Elizabeth Warren’s new plan to pay for health care would be the second type of tax. It would, over time, create a world in which there are considerably fewer billionaires.She now proposes a wealth tax of 6 percent for fortunes over $1 billion, twice the rate of her earlier proposal. Bernie Sanders’s wealth tax proposal has a top rate of 8 percent. Either planwould, if enacted, deplete current fortunes and result in fewer such fortunes in the future.
Ms. Warren tends not to describe the elimination of mega-wealth as desirable on its own terms, but rather emphasizes how it might generate revenue to pay for progressive goals that help the working class. (Mr. Sanders, with similar policy ideas, is more blunt about his desire to reduce the number of billionaires.)
But the combination of policies they propose would work like a Pigovian tax, the term for a tax intended to reduce the prevalence of whatever it targets.
If, as Ms. Warren proposes, the revenue were directed to fund “Medicare for all,” it would also amount to a sea change in how the United States funds social insurance benefits. Currently, programs like Social Security are funded by taxes drawn from all earners, with benefits at least somewhat linked to contributions.
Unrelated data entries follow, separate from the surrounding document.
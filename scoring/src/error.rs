use thiserror::Error;

#[derive(Debug, Error, Clone, PartialEq, Eq)]
pub enum ScoringError {
    #[error("component cap {cap} allows a total above {max}")]
    CapTooLarge { cap: u8, max: u8 },

    #[error("{component} points {points} exceed the component cap {cap}")]
    ComponentAboveCap {
        component: &'static str,
        points: u8,
        cap: u8,
    },

    #[error("deny threshold {deny} must be below allow threshold {allow}")]
    ThresholdsInverted { deny: u8, allow: u8 },

    #[error("allow threshold {0} is above the maximum score")]
    AllowThresholdTooHigh(u8),
}
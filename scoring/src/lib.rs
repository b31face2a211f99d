//! Trust score engine.
//!
//! Four signals, each weighted into a bounded component:
//! 1. **Duration**: visit-history length (fixed placeholder in the reference policy).
//! 2. **Biometric**: face-match confidence, scaled and capped.
//! 3. **Consistency**: whether the visitor is a known regular.
//! 4. **Purpose**: whether the declared purpose is a priority purpose.
//!
//! The components are summed into a 0–100 trust score and the score alone
//! decides admission. The engine is pure: same signals, same policy, same
//! answer.

pub mod breakdown;
pub mod engine;
pub mod error;
pub mod policy;
pub mod signals;

pub use breakdown::{ScoreBreakdown, TrustAssessment};
pub use engine::TrustScoreEngine;
pub use error::ScoringError;
pub use policy::ScorePolicy;
pub use signals::ScoreSignals;
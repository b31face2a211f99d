//! Verification workflow: connects intake, one-time code, capture and scoring
//! into a single per-visitor state machine.
//!
//! Provider calls are awaited before any state is touched, so a call that
//! fails, times out or is cancelled leaves the workflow where it was.

use std::future::Future;
use std::sync::Arc;
use std::time::Duration;

use serde::{Deserialize, Serialize};
use svims_scoring::{ScoreSignals, TrustAssessment, TrustScoreEngine};
use svims_types::{AdmissionDecision, Timestamp, VisitorId};
use tracing::{debug, info, warn};

use crate::capture::CaptureSlot;
use crate::clock::{Clock, SystemClock};
use crate::intake::{IntakeEdit, VisitorIntake};
use crate::session::SessionId;
use crate::signals::{ReferenceSignals, SignalProvider};
use crate::state::{RejectionReason, WorkflowPhase};
use crate::{BiometricCapture, ProviderError, VisitorRecord, WorkflowError};

/// Upper bounds on each provider call.
#[derive(Clone, Copy, Debug, PartialEq, Eq)]
pub struct WorkflowTimeouts {
    pub lookup: Duration,
    pub code_dispatch: Duration,
    pub code_verify: Duration,
    pub biometric: Duration,
}

impl Default for WorkflowTimeouts {
    fn default() -> Self {
        Self {
            lookup: Duration::from_secs(5),
            code_dispatch: Duration::from_secs(10),
            code_verify: Duration::from_secs(10),
            biometric: Duration::from_secs(15),
        }
    }
}

/// Limits on one-time code use.
#[derive(Clone, Copy, Debug, PartialEq, Eq, Serialize, Deserialize)]
#[serde(default)]
pub struct CodePolicy {
    /// Wrong codes tolerated per issued code.
    pub max_attempts: u32,
    /// Extra codes a visitor may request after the first.
    pub max_resends: u32,
    /// Lifetime of an issued code.
    pub ttl_secs: u64,
}

impl Default for CodePolicy {
    fn default() -> Self {
        Self {
            max_attempts: 3,
            max_resends: 2,
            ttl_secs: 300,
        }
    }
}
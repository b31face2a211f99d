//! Nullable signal provider: scripted answers, injectable faults.

use std::collections::{HashMap, HashSet};
use std::sync::atomic::{AtomicI32, Ordering};
use std::sync::{Mutex, MutexGuard, PoisonError};

use async_trait::async_trait;
use svims_verification::{BiometricCapture, ProviderError, SignalProvider};

/// One kind of provider call.
#[derive(Clone, Copy, Debug, PartialEq, Eq, Hash)]
pub enum SignalCall {
    Lookup,
    Blocklist,
    Dispatch,
    Verify,
    Biometric,
}

/// How a scripted call misbehaves.
#[derive(Clone, Copy, Debug, PartialEq, Eq)]
pub enum Fault {
    /// Return a provider error straight away.
    Fail,
    /// Never answer. Useful for exercising timeouts.
    Hang,
}

/// A signal provider whose every answer is set up by the test.
///
/// By default nobody is a returning visitor, nobody is blocked, any
/// non-empty code is accepted and the biometric confidence is 0.
#[derive(Debug, Default)]
pub struct NullSignalProvider {
    returning: HashSet<String>,
    blocked: HashSet<String>,
    accepted_code: Option<String>,
    confidence: AtomicI32,
    faults: Mutex<HashMap<SignalCall, Fault>>,
    calls: Mutex<HashMap<SignalCall, u32>>,
    dispatched: Mutex<Vec<String>>,
}

impl NullSignalProvider {
    pub fn new() -> Self {
        Self::default()
    }

    pub fn with_returning(mut self, identity_key: impl Into<String>) -> Self {
        self.returning.insert(identity_key.into());
        self
    }

    pub fn with_blocked(mut self, identity_key: impl Into<String>) -> Self {
        self.blocked.insert(identity_key.into());
        self
    }

    /// Only this code verifies; anything else is a wrong code.
    pub fn accepting_code(mut self, code: impl Into<String>) -> Self {
        self.accepted_code = Some(code.into());
        self
    }

    pub fn with_confidence(self, confidence: i32) -> Self {
        self.set_confidence(confidence);
        self
    }

    pub fn set_confidence(&self, confidence: i32) {
        self.confidence.store(confidence, Ordering::SeqCst);
    }

    /// Make every later `call` misbehave until [`heal`](Self::heal).
    pub fn inject(&self, call: SignalCall, fault: Fault) {
        locked(&self.faults).insert(call, fault);
    }

    pub fn heal(&self, call: SignalCall) {
        locked(&self.faults).remove(&call);
    }

    /// How many times `call` was made, faulty or not.
    pub fn calls(&self, call: SignalCall) -> u32 {
        locked(&self.calls).get(&call).copied().unwrap_or(0)
    }

    /// Mobiles a code was successfully sent to, in order.
    pub fn dispatched_to(&self) -> Vec<String> {
        locked(&self.dispatched).clone()
    }

    async fn enter(&self, call: SignalCall) -> Result<(), ProviderError> {
        *locked(&self.calls).entry(call).or_insert(0) += 1;
        let fault = locked(&self.faults).get(&call).copied();
        match fault {
            None => Ok(()),
            Some(Fault::Fail) => Err(injected(call)),
            Some(Fault::Hang) => std::future::pending().await,
        }
    }
}

fn locked<T>(mutex: &Mutex<T>) -> MutexGuard<'_, T> {
    mutex.lock().unwrap_or_else(PoisonError::into_inner)
}

fn injected(call: SignalCall) -> ProviderError {
    let message = "injected failure".to_string();
    match call {
        SignalCall::Lookup | SignalCall::Blocklist => ProviderError::Lookup(message),
        SignalCall::Dispatch => ProviderError::Dispatch(message),
        SignalCall::Verify => ProviderError::Verify(message),
        SignalCall::Biometric => ProviderError::Analysis(message),
    }
}

#[async_trait]
impl SignalProvider for NullSignalProvider {
    fn name(&self) -> &str {
        "null"
    }

    async fn lookup_returning_visitor(&self, identity_key: &str) -> Result<bool, ProviderError> {
        self.enter(SignalCall::Lookup).await?;
        Ok(self.returning.contains(identity_key))
    }

    async fn is_blocked(&self, identity_key: &str) -> Result<bool, ProviderError> {
        self.enter(SignalCall::Blocklist).await?;
        Ok(self.blocked.contains(identity_key))
    }

    async fn dispatch_code(&self, mobile: &str) -> Result<(), ProviderError> {
        self.enter(SignalCall::Dispatch).await?;
        locked(&self.dispatched).push(mobile.to_string());
        Ok(())
    }

    async fn verify_code(&self, _mobile: &str, code: &str) -> Result<bool, ProviderError> {
        self.enter(SignalCall::Verify).await?;
        Ok(match &self.accepted_code {
            Some(expected) => expected == code,
            None => !code.trim().is_empty(),
        })
    }

    async fn score_biometric(
        &self,
        _identity_key: &str,
        _capture: &BiometricCapture,
    ) -> Result<i32, ProviderError> {
        self.enter(SignalCall::Biometric).await?;
        Ok(self.confidence.load(Ordering::SeqCst))
    }
}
“It’s a sharp difference from what we’ve done with Social Security and Medicare Part A and unemployment insurance,” said Alan Viard, a resident fellow at the American Enterprise Institute. “Relying on a relatively small, extremely affluent group is a different approach.”
In addition to putting much of the burden of paying for Medicare for all on the richest people, the relatively high wealth taxes that Ms. Warren and Mr. Sanders propose would combine with other Democratic proposals to eventually thin their ranks.
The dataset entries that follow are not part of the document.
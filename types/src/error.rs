//! Error type for parsing and validating shared value types.

use thiserror::Error;

#[derive(Debug, Error, Clone, PartialEq, Eq)]
pub enum TypesError {
    #[error("unknown visit purpose: {0:?}")]
    UnknownPurpose(String),

    #[error("unknown admission status: {0:?}")]
    UnknownDecision(String),

    #[error("timestamp {0} is outside the representable calendar range")]
    TimestampOutOfRange(u64),

    #[error("UTC offset of {0} minutes is out of range")]
    OffsetOutOfRange(i32),
}
//! Visitor kiosk service.
//!
//! Wires the verification workflow to its collaborators: configuration,
//! signal providers, record sinks and the operator alert channel.

pub mod alerts;
pub mod config;
pub mod error;
pub mod kiosk;
pub mod logging;

pub use alerts::{AlertChannel, OperatorAlert};
pub use config::{KioskConfig, MockConfig, RecordsConfig, SessionsConfig, TimeoutConfig};
pub use error::KioskError;
pub use kiosk::{Finalized, Kiosk, PersistenceTicket};
pub use logging::{init_logging, LogFormat};
//! Visitor identifiers: the government identity number typed at intake, and
//! the record id minted when a visit is finalized.

use serde::{Deserialize, Serialize};
use std::fmt;
use uuid::Uuid;

/// Number of trailing characters used as the visitor-history lookup key.
pub const LOOKUP_KEY_LEN: usize = 4;

/// The identity-document number a visitor enters at the kiosk.
///
/// Only the last [`LOOKUP_KEY_LEN`] characters are used to look the visitor
/// up; the full value is carried into the record but never logged.
#[derive(Clone, Debug, Default, PartialEq, Eq, Hash, Serialize, Deserialize)]
#[serde(transparent)]
pub struct IdentityNumber(String);

impl IdentityNumber {
    pub fn new(raw: impl Into<String>) -> Self {
        Self(raw.into().trim().to_string())
    }

    pub fn as_str(&self) -> &str {
        &self.0
    }

    pub fn is_empty(&self) -> bool {
        self.0.is_empty()
    }

    /// The trailing characters used for history and blocklist lookups.
    /// Shorter numbers are used whole.
    pub fn lookup_key(&self) -> &str {
        let skip = self.0.chars().count().saturating_sub(LOOKUP_KEY_LEN);
        match self.0.char_indices().nth(skip) {
            Some((idx, _)) => &self.0[idx..],
            None => "",
        }
    }

    /// Masked form for logs, e.g. `****9876`.
    pub fn masked(&self) -> String {
        format!("****{}", self.lookup_key())
    }
}

impl fmt::Display for IdentityNumber {
    fn fmt(&self, f: &mut fmt::Formatter<'_>) -> fmt::Result {
        f.write_str(&self.masked())
    }
}

/// Unique identifier of a finalized visitor record.
#[derive(Clone, Debug, PartialEq, Eq, Hash, Serialize, Deserialize)]
#[serde(transparent)]
pub struct VisitorId(String);

impl VisitorId {
    pub fn new_v4() -> Self {
        Self(Uuid::new_v4().to_string())
    }

    /// Wrap an id coming back from the record store.
    pub fn from_raw(raw: impl Into<String>) -> Self {
        Self(raw.into())
    }

    pub fn as_str(&self) -> &str {
        &self.0
    }
}

impl fmt::Display for VisitorId {
    fn fmt(&self, f: &mut fmt::Formatter<'_>) -> fmt::Result {
        f.write_str(&self.0)
    }
}
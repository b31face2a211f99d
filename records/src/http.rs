//! HTTP client for the remote record store.

use std::time::Duration;

use async_trait::async_trait;
use svims_types::FixedOffset;
use svims_verification::VisitorRecord;
use tracing::{debug, warn};

use crate::{RecordError, RecordPayload, RecordSink};

/// Default connection timeout.
const DEFAULT_CONNECT_TIMEOUT: Duration = Duration::from_secs(5);

/// Remote record store behind a single URL.
///
/// `POST {endpoint}` stores one record; `GET {endpoint}` returns every stored
/// record as a JSON array of the same shape.
pub struct HttpRecordSink {
    endpoint: String,
    /// Offset the `date` and `time` columns are written at.
    offset: FixedOffset,
    /// HTTP client (reusable connection pool).
    http_client: reqwest::Client,
}

impl HttpRecordSink {
    pub fn new(endpoint: impl Into<String>, timeout: Duration) -> Self {
        let http_client = reqwest::Client::builder()
            .timeout(timeout)
            .connect_timeout(DEFAULT_CONNECT_TIMEOUT.min(timeout))
            .build()
            .unwrap_or_default();
        Self {
            endpoint: endpoint.into(),
            offset: svims_types::utc(),
            http_client,
        }
    }

    pub fn with_offset(mut self, offset: FixedOffset) -> Self {
        self.offset = offset;
        self
    }

    pub fn endpoint(&self) -> &str {
        &self.endpoint
    }

    /// Every record the store holds, in the order it returns them.
    pub async fn fetch_history(&self) -> Result<Vec<RecordPayload>, RecordError> {
        let response = self
            .http_client
            .get(&self.endpoint)
            .send()
            .await
            .map_err(transport_error)?;

        if !response.status().is_success() {
            return Err(RecordError::RequestFailed(format!(
                "HTTP status {}",
                response.status()
            )));
        }

        let rows: Vec<RecordPayload> = response.json().await.map_err(|e| {
            RecordError::InvalidResponse(format!("failed to parse record history: {e}"))
        })?;
        debug!(sink = "http", rows = rows.len(), "record history fetched");
        Ok(rows)
    }
}

#[async_trait]
impl RecordSink for HttpRecordSink {
    fn name(&self) -> &str {
        "http"
    }

    async fn submit(&self, record: &VisitorRecord) -> Result<(), RecordError> {
        let payload = RecordPayload::from_record_at(record, self.offset)?;
        let response = self
            .http_client
            .post(&self.endpoint)
            .json(&payload)
            .send()
            .await
            .map_err(transport_error)?;

        if !response.status().is_success() {
            warn!(sink = "http", record = %record.id(), status = %response.status(), "record store refused record");
            return Err(RecordError::RequestFailed(format!(
                "HTTP status {}",
                response.status()
            )));
        }
        debug!(sink = "http", record = %record.id(), "record stored remotely");
        Ok(())
    }
}

fn transport_error(e: reqwest::Error) -> RecordError {
    if e.is_timeout() {
        RecordError::Unreachable(format!("request timed out: {e}"))
    } else if e.is_connect() {
        RecordError::Unreachable(format!("connection failed: {e}"))
    } else {
        RecordError::RequestFailed(e.to_string())
    }
}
“If it were enacted, it would definitely reduce the wealth of the very rich by a lot, and the effects would accumulate over time,” said Leonard Burman, a tax expert at the Urban Institute.
The math looks like this: For a rich family’s assets that either appreciate over time slowly or not at all (like houses, fine art and yachts), the 6 percent wealth tax would purely reduce wealth — much faster, for example, than local property taxes on real estate holdings that tend to be between 1 percent and 2 percent in much of the country.
For safe investments like bank deposits or municipal bonds, a 2 or 3 percent wealth tax may well eat up around 100 percent of interest earnings, meaning those savings might hold steady over time, whereas a 6 or 8 percent tax would reduce wealth.
The same family might earn well more than 6 percent or 8 percent on higher-risk investments, like holdings of stock in a company or private equity funds, meaning they could still accumulate wealth, even with a wealth tax. But they would have other new taxes to contend with.
Notably, Ms. Warren’s Medicare for all funding plan also includes an idea to require investors to pay capital gains taxes each year as their assets rise in value. Current law allows investors to delay any capital gains bill until they sell an investment, so people can accrue vast fortunes without ever paying taxes on the wealth. This would be harder to do with annual capital gains tax obligations.
Moreover, the existence of these taxes would increase the incentive for a rich person to take steps to avoid taxes, many of which would have the similar effect of reducing their wealth. If you are a billionaire planning to give much of your fortune to charity after your death, why not do so immediately to avoid spending decades paying a 6 percent annual tax to the government? Or, perhaps less nobly, why not spend it on leasing yachts or chartering private jets for fantastic vacations?
“We have that backdrop of avoidance strategies that reduce wealth, and layer on top of that the reduction in wealth from the mechanical payment of the tax,” said Greg Leiserson, chief economist at the Washington Center for Equitable Growth. “Both of those will lead to potentially dramatic reductions in wealth at the top of the distribution.”
There’s a lot that isn’t known about how a high wealth tax would affect rich families and the broader economy. The experience with wealth taxes overseas, including in Denmark and Switzerland, were at rates considerably lower than those now being debated in the United States.
The other wrinkle is when you think of wealth taxes as a Pigovian tax (named for Arthur C. Pigou, a British economist). When these taxes work as intended, the revenue they generate will tend to decline over time. For example, the Congressional Budget Office projects that federal revenue from tobacco taxes will be 19 percent lower in 2029 than the $12.7 billion it is projected to bring in this year.
Similarly, a president seeking to pay for a policy agenda with taxes on extreme wealth might want to think ahead to what should be done if those taxes result in there being a lot less extreme wealth to tax.